YOUR GOAL
Could you please retype all of the data below exactly?

(Data items)
◆ ◆ ◆

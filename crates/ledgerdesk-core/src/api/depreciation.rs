use ledgerdesk_domain::{
    DepreciationLine, DepreciationReportRow, DepreciationScheduleRequest, EntityId,
};

use super::ErpApi;
use crate::depreciation_service::DepreciationService;
use crate::error::CoreResult;
use crate::session::SessionStore;
use crate::transport::{ApiRequest, ApiTransport};

const DEPRECIATION_PATH: &str = "/api/depreciation-schedules";

impl<T: ApiTransport, S: SessionStore> ErpApi<T, S> {
    pub fn preview_depreciation(
        &self,
        request: &DepreciationScheduleRequest,
    ) -> CoreResult<Vec<DepreciationLine>> {
        self.scope_company(request.company_id)?;
        DepreciationService::validate(request)?;
        let lines: Vec<DepreciationLine> = self.fetch(
            ApiRequest::post(format!("{}/preview-depreciation-schedule", DEPRECIATION_PATH))
                .with_json(request)?,
        )?;
        DepreciationService::check_schedule(request, &lines)?;
        Ok(lines)
    }

    pub fn create_depreciation(&self, request: &DepreciationScheduleRequest) -> CoreResult<()> {
        self.scope_company(request.company_id)?;
        DepreciationService::validate(request)?;
        self.fetch_unit(
            ApiRequest::post(format!("{}/create-depreciation-schedule", DEPRECIATION_PATH))
                .with_json(request)?,
        )?;
        tracing::info!(asset = %request.asset_name, "depreciation schedule created");
        Ok(())
    }

    pub fn depreciation_report(&self, company_id: EntityId) -> CoreResult<Vec<DepreciationReportRow>> {
        let request = self.scoped_query(
            ApiRequest::get(format!("{}/getDepReport", DEPRECIATION_PATH)),
            company_id,
            None,
        )?;
        self.fetch(request)
    }
}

◆ ◆ ◆

ANSWER SECTION
filename crates/ledgerdesk-core/src/api/depreciation.rs
use ledgerdesk_domain::{
    DepreciationLine, DepreciationReportRow, DepreciationScheduleRequest, EntityId,
};

use super::ErpApi;
use crate::depreciation_service::DepreciationService;
use crate::error::CoreResult;
use crate::session::SessionStore;
use crate::transport::{ApiRequest, ApiTransport};

const DEPRECIATION_PATH: &str = "/api/depreciation-schedules";

impl<T: ApiTransport, S: SessionStore> ErpApi<T, S> {
    pub fn preview_depreciation(
        &self,
        request: &DepreciationScheduleRequest,
    ) -> CoreResult<Vec<DepreciationLine>> {
        self.scope_company(request.company_id)?;
        DepreciationService::validate(request)?;
        let lines: Vec<DepreciationLine> = self.fetch(
            ApiRequest::post(format!("{}/preview-depreciation-schedule", DEPRECIATION_PATH))
                .with_json(request)?,
        )?;
        DepreciationService::check_schedule(request, &lines)?;
        Ok(lines)
    }

    pub fn create_depreciation(&self, request: &DepreciationScheduleRequest) -> CoreResult<()> {
        self.scope_company(request.company_id)?;
        DepreciationService::validate(request)?;
        self.fetch_unit(
            ApiRequest::post(format!("{}/create-depreciation-schedule", DEPRECIATION_PATH))
                .with_json(request)?,
        )?;
        tracing::info!(asset = %request.asset_name, "depreciation schedule created");
        Ok(())
    }

    pub fn depreciation_report(&self, company_id: EntityId) -> CoreResult<Vec<DepreciationReportRow>> {
        let request = self.scoped_query(
            ApiRequest::get(format!("{}/getDepReport", DEPRECIATION_PATH)),
            company_id,
            None,
        )?;
        self.fetch(request)
    }
}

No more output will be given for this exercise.